Dans une tribune au « Monde », le consultant Robert Bentz s’insurge contre les effets marketing qui entourent l’IA, car tous les progrès « survendus » sont liés à la rapidité d’exécution que permettent les algorithmes.
Tribune. L’intelligence artificielle (IA) est omniprésente dans notre vie. Vie professionnelle, où l’IA permet de faire mieux que nous ou nous promet de nous aider dans nos décisions, nos analyses et interprétations. Dans notre vie quotidienne avec des outils qui nous écoutent et nous répondent « intelligemment ». En allant jusqu’à la voiture ou l’engin volant autonome qui est la solution de demain.
Qu’en est-il vraiment ? Peut-on parler d’intelligence et de réelles avancées pour l’humanité ? Prenons quelques exemples. Grace au deep learning (« apprentissage profond ») un système dit intelligent actuel peut après avoir vu 100 000 photos de chats, être capable de reconnaître un chat avec 95 % de réussite. Génial ! Un enfant de 2 ans a besoin de deux photos de chat pour reconnaître un chat sur n’importe quelle photo avec un taux de réussite de 100 %.
Les acteurs adorent se faire plaisir
Nous parlons beaucoup de la voiture autonome, qui est technologiquement une très belle réalisation. Avec quelques ratés il est vrai pour la Google Car qui a « malencontreusement » écrasé un piéton. Il était inscrit dans les hypothèses qu’un piéton ne traverse que sur un passage réservé. Combien de morts aurions-nous eu si les tests avaient eu lieu en France ?

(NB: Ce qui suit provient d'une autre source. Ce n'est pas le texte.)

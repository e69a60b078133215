//! Engine Client Facade.
//!
//! Everything the rest of the crate needs from a container engine, expressed
//! as one object-safe trait. [`docker::DockerEngine`] implements it over the
//! Docker API; [`crate::testing::FakeEngine`] implements it in memory.
//!
//! ```text
//!   Provider / wait strategies / reaper
//!                  │
//!                  ▼
//!          ┌───────────────┐
//!          │ dyn Engine    │  create · start · stop · remove · inspect
//!          │               │  logs(since) · exec · copy · networks · list
//!          └───────┬───────┘
//!                  │
//!        ┌─────────┴─────────┐
//!        ▼                   ▼
//!   DockerEngine        FakeEngine
//! ```

pub mod docker;

use std::collections::{BTreeMap, HashMap};
use std::fmt;
use std::str::FromStr;
use std::time::Duration;

use async_trait::async_trait;
use bytes::Bytes;

use crate::error::{ConfigError, EngineError};
use crate::reaper::protocol::FilterSet;

pub use docker::DockerEngine;

/// Result type for engine calls.
pub type Result<T> = std::result::Result<T, EngineError>;

/// Transport protocol of a container port.
#[derive(Debug, Clone, Copy, PartialEq, Eq, Hash, PartialOrd, Ord)]
pub enum Protocol {
    Tcp,
    Udp,
}

impl Protocol {
    pub fn as_str(&self) -> &'static str {
        match self {
            Protocol::Tcp => "tcp",
            Protocol::Udp => "udp",
        }
    }
}

/// A container-side port such as `5432/tcp`.
#[derive(Debug, Clone, Copy, PartialEq, Eq, Hash, PartialOrd, Ord)]
pub struct ContainerPort {
    pub port: u16,
    pub protocol: Protocol,
}

impl ContainerPort {
    pub fn tcp(port: u16) -> Self {
        Self {
            port,
            protocol: Protocol::Tcp,
        }
    }

    pub fn udp(port: u16) -> Self {
        Self {
            port,
            protocol: Protocol::Udp,
        }
    }
}

impl fmt::Display for ContainerPort {
    fn fmt(&self, f: &mut fmt::Formatter<'_>) -> fmt::Result {
        write!(f, "{}/{}", self.port, self.protocol.as_str())
    }
}

impl FromStr for ContainerPort {
    type Err = ConfigError;

    /// Parses `8080`, `8080/tcp` or `53/udp`.
    fn from_str(s: &str) -> std::result::Result<Self, Self::Err> {
        let (port, proto) = s.split_once('/').unwrap_or((s, "tcp"));
        let port = port.trim().parse::<u16>().map_err(|e| ConfigError::InvalidValue {
            key: "port".to_string(),
            message: format!("'{s}' is not a valid port: {e}"),
        })?;
        let protocol = match proto.trim().to_ascii_lowercase().as_str() {
            "tcp" => Protocol::Tcp,
            "udp" => Protocol::Udp,
            other => {
                return Err(ConfigError::InvalidValue {
                    key: "port".to_string(),
                    message: format!("unsupported protocol '{other}'"),
                });
            }
        };
        Ok(Self { port, protocol })
    }
}

impl From<u16> for ContainerPort {
    fn from(port: u16) -> Self {
        Self::tcp(port)
    }
}

/// Kind of mount attached to a container.
#[derive(Debug, Clone, PartialEq, Eq)]
pub enum MountKind {
    /// Host path bind mount.
    Bind,
    /// Named engine volume.
    Volume,
    /// In-memory filesystem.
    Tmpfs,
}

/// A mount requested for a container.
#[derive(Debug, Clone, PartialEq, Eq)]
pub struct Mount {
    pub kind: MountKind,
    /// Host path or volume name; ignored for tmpfs.
    pub source: String,
    pub target: String,
    pub read_only: bool,
}

impl Mount {
    pub fn bind(source: impl Into<String>, target: impl Into<String>) -> Self {
        Self {
            kind: MountKind::Bind,
            source: source.into(),
            target: target.into(),
            read_only: false,
        }
    }

    pub fn volume(name: impl Into<String>, target: impl Into<String>) -> Self {
        Self {
            kind: MountKind::Volume,
            source: name.into(),
            target: target.into(),
            read_only: false,
        }
    }

    pub fn read_only(mut self) -> Self {
        self.read_only = true;
        self
    }
}

/// Everything the engine needs to create a container.
#[derive(Debug, Clone, Default)]
pub struct ContainerSpec {
    pub name: Option<String>,
    pub image: String,
    pub cmd: Vec<String>,
    pub entrypoint: Vec<String>,
    pub env: BTreeMap<String, String>,
    pub exposed_ports: Vec<ContainerPort>,
    pub mounts: Vec<Mount>,
    /// Networks to attach to, with their aliases.
    pub networks: BTreeMap<String, Vec<String>>,
    pub labels: BTreeMap<String, String>,
    pub privileged: bool,
    pub auto_remove: bool,
}

/// Engine-reported container status.
#[derive(Debug, Clone, Copy, PartialEq, Eq)]
pub enum ContainerStatus {
    Created,
    Running,
    Paused,
    Restarting,
    Removing,
    Exited,
    Dead,
    Unknown,
}

impl ContainerStatus {
    /// Whether the main process has terminated for good.
    pub fn is_terminal(&self) -> bool {
        matches!(self, ContainerStatus::Exited | ContainerStatus::Dead)
    }

    pub fn as_str(&self) -> &'static str {
        match self {
            ContainerStatus::Created => "created",
            ContainerStatus::Running => "running",
            ContainerStatus::Paused => "paused",
            ContainerStatus::Restarting => "restarting",
            ContainerStatus::Removing => "removing",
            ContainerStatus::Exited => "exited",
            ContainerStatus::Dead => "dead",
            ContainerStatus::Unknown => "unknown",
        }
    }
}

/// Engine health-check status.
#[derive(Debug, Clone, Copy, PartialEq, Eq)]
pub enum HealthStatus {
    Starting,
    Healthy,
    Unhealthy,
}

/// A host binding of a container port.
#[derive(Debug, Clone, PartialEq, Eq)]
pub struct PortBinding {
    pub host_ip: String,
    pub host_port: u16,
}

/// A container's attachment to a network.
#[derive(Debug, Clone, Default, PartialEq, Eq)]
pub struct NetworkAttachment {
    pub ip_address: Option<String>,
    pub aliases: Vec<String>,
}

/// Snapshot returned by [`Engine::inspect_container`].
#[derive(Debug, Clone)]
pub struct ContainerInspect {
    pub id: String,
    pub name: Option<String>,
    pub status: ContainerStatus,
    pub exit_code: Option<i64>,
    /// `None` when the image defines no health check.
    pub health: Option<HealthStatus>,
    pub ports: HashMap<ContainerPort, Vec<PortBinding>>,
    pub networks: HashMap<String, NetworkAttachment>,
    pub labels: BTreeMap<String, String>,
    /// Set when the container shares the host network namespace.
    pub host_network: bool,
}

impl ContainerInspect {
    /// First host binding for `port`, if any.
    pub fn binding(&self, port: ContainerPort) -> Option<&PortBinding> {
        self.ports.get(&port).and_then(|b| b.first())
    }

    /// Lowest exposed port that has a host binding, optionally restricted to
    /// one protocol.
    pub fn lowest_bound_port(&self, protocol: Option<Protocol>) -> Option<ContainerPort> {
        self.ports
            .iter()
            .filter(|(p, b)| !b.is_empty() && protocol.is_none_or(|proto| p.protocol == proto))
            .map(|(p, _)| *p)
            .min_by_key(|p| p.port)
    }
}

/// Which output stream a log frame came from.
#[derive(Debug, Clone, Copy, PartialEq, Eq)]
pub enum LogStream {
    Stdout,
    Stderr,
}

/// A contiguous piece of log output from one stream.
#[derive(Debug, Clone, PartialEq, Eq)]
pub struct LogFrame {
    pub stream: LogStream,
    pub data: Bytes,
}

/// Incremental log output returned by [`Engine::logs`].
///
/// `offset` is the absolute byte position of the first returned byte. It is
/// normally the offset the caller asked for; a smaller value means the log was
/// truncated or rotated and the engine restarted from the beginning.
#[derive(Debug, Clone, Default, PartialEq, Eq)]
pub struct LogChunk {
    pub offset: u64,
    pub frames: Vec<LogFrame>,
}

impl LogChunk {
    pub fn len(&self) -> u64 {
        self.frames.iter().map(|f| f.data.len() as u64).sum()
    }

    pub fn is_empty(&self) -> bool {
        self.frames.iter().all(|f| f.data.is_empty())
    }

    /// Offset to pass on the next call.
    pub fn next_offset(&self) -> u64 {
        self.offset + self.len()
    }

    /// All frames concatenated, regardless of stream.
    pub fn combined(&self) -> Vec<u8> {
        let mut out = Vec::with_capacity(self.len() as usize);
        for frame in &self.frames {
            out.extend_from_slice(&frame.data);
        }
        out
    }
}

/// Result of running a command inside a container.
#[derive(Debug, Clone, Default, PartialEq, Eq)]
pub struct ExecOutput {
    pub exit_code: i64,
    pub stdout: String,
    pub stderr: String,
}

/// Everything the engine needs to create a network.
#[derive(Debug, Clone, Default)]
pub struct NetworkSpec {
    pub name: String,
    pub driver: Option<String>,
    pub internal: bool,
    pub labels: BTreeMap<String, String>,
}

/// The Engine Client Facade.
///
/// Implementations must be safe to share between tasks; read operations may
/// be called concurrently.
#[async_trait]
pub trait Engine: Send + Sync {
    /// Host name or IP under which mapped ports are reachable.
    async fn host(&self) -> Result<String>;

    /// Pull `image` unless it is already present.
    async fn ensure_image(&self, image: &str) -> Result<()>;

    async fn create_container(&self, spec: &ContainerSpec) -> Result<String>;

    async fn start_container(&self, id: &str) -> Result<()>;

    /// Stop with a grace period before the engine kills the process.
    async fn stop_container(&self, id: &str, grace: Duration) -> Result<()>;

    /// Force-remove the container together with its anonymous volumes.
    async fn remove_container(&self, id: &str) -> Result<()>;

    async fn inspect_container(&self, id: &str) -> Result<ContainerInspect>;

    /// Log output from byte `since_offset` onwards.
    async fn logs(&self, id: &str, since_offset: u64) -> Result<LogChunk>;

    async fn exec(&self, id: &str, cmd: &[String]) -> Result<ExecOutput>;

    /// Write `contents` to `path` inside the container with unix `mode`.
    async fn copy_to_container(&self, id: &str, path: &str, contents: Bytes, mode: u32)
    -> Result<()>;

    async fn create_network(&self, spec: &NetworkSpec) -> Result<String>;

    async fn remove_network(&self, id: &str) -> Result<()>;

    /// IDs of all containers (running or not) whose labels match `filters`.
    async fn list_containers(&self, filters: &FilterSet) -> Result<Vec<String>>;

    /// IDs of all networks whose labels match `filters`.
    async fn list_networks(&self, filters: &FilterSet) -> Result<Vec<String>>;
}

#[cfg(test)]
mod tests {
    use super::*;

    #[test]
    fn test_parse_container_port() {
        assert_eq!("8080".parse::<ContainerPort>().unwrap(), ContainerPort::tcp(8080));
        assert_eq!("53/udp".parse::<ContainerPort>().unwrap(), ContainerPort::udp(53));
        assert_eq!("5432/TCP".parse::<ContainerPort>().unwrap(), ContainerPort::tcp(5432));
        assert!("http".parse::<ContainerPort>().is_err());
        assert!("80/sctp".parse::<ContainerPort>().is_err());
    }

    #[test]
    fn test_port_display() {
        assert_eq!(ContainerPort::tcp(80).to_string(), "80/tcp");
    }

    #[test]
    fn test_lowest_bound_port_skips_unbound() {
        let mut ports = HashMap::new();
        ports.insert(ContainerPort::tcp(80), Vec::new());
        ports.insert(
            ContainerPort::tcp(443),
            vec![PortBinding {
                host_ip: "0.0.0.0".to_string(),
                host_port: 32768,
            }],
        );
        ports.insert(
            ContainerPort::udp(53),
            vec![PortBinding {
                host_ip: "0.0.0.0".to_string(),
                host_port: 32769,
            }],
        );
        let inspect = ContainerInspect {
            id: "c".to_string(),
            name: None,
            status: ContainerStatus::Running,
            exit_code: None,
            health: None,
            ports,
            networks: HashMap::new(),
            labels: BTreeMap::new(),
            host_network: false,
        };

        assert_eq!(inspect.lowest_bound_port(None), Some(ContainerPort::udp(53)));
        assert_eq!(
            inspect.lowest_bound_port(Some(Protocol::Tcp)),
            Some(ContainerPort::tcp(443))
        );
    }

    #[test]
    fn test_log_chunk_offsets() {
        let chunk = LogChunk {
            offset: 10,
            frames: vec![
                LogFrame {
                    stream: LogStream::Stdout,
                    data: Bytes::from_static(b"abc"),
                },
                LogFrame {
                    stream: LogStream::Stderr,
                    data: Bytes::from_static(b"de"),
                },
            ],
        };
        assert_eq!(chunk.len(), 5);
        assert_eq!(chunk.next_offset(), 15);
        assert_eq!(chunk.combined(), b"abcde".to_vec());
    }
}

Alors qu’y a-t-il d’intelligent dans tout cela ? Eh bien, très globalement rien. Les algorithmes de traitement d’images, de signal et de reconnaissance de formes existent depuis très longtemps et sont améliorés de jour en jour. Il en est de même pour le traitement du langage naturel, qui est un « vieux » sujet, et pour lequel les algorithmes progressent surtout avec les budgets que l’on veut bien leur consacrer.
La mise au point de ces algorithmes n’a jamais prétendu faire appel à l’intelligence artificielle, mais plutôt à des modèles mathématiques, de la linguistique, du traitement du signal. Alors pourquoi parler de solutions d’intelligence artificielle ?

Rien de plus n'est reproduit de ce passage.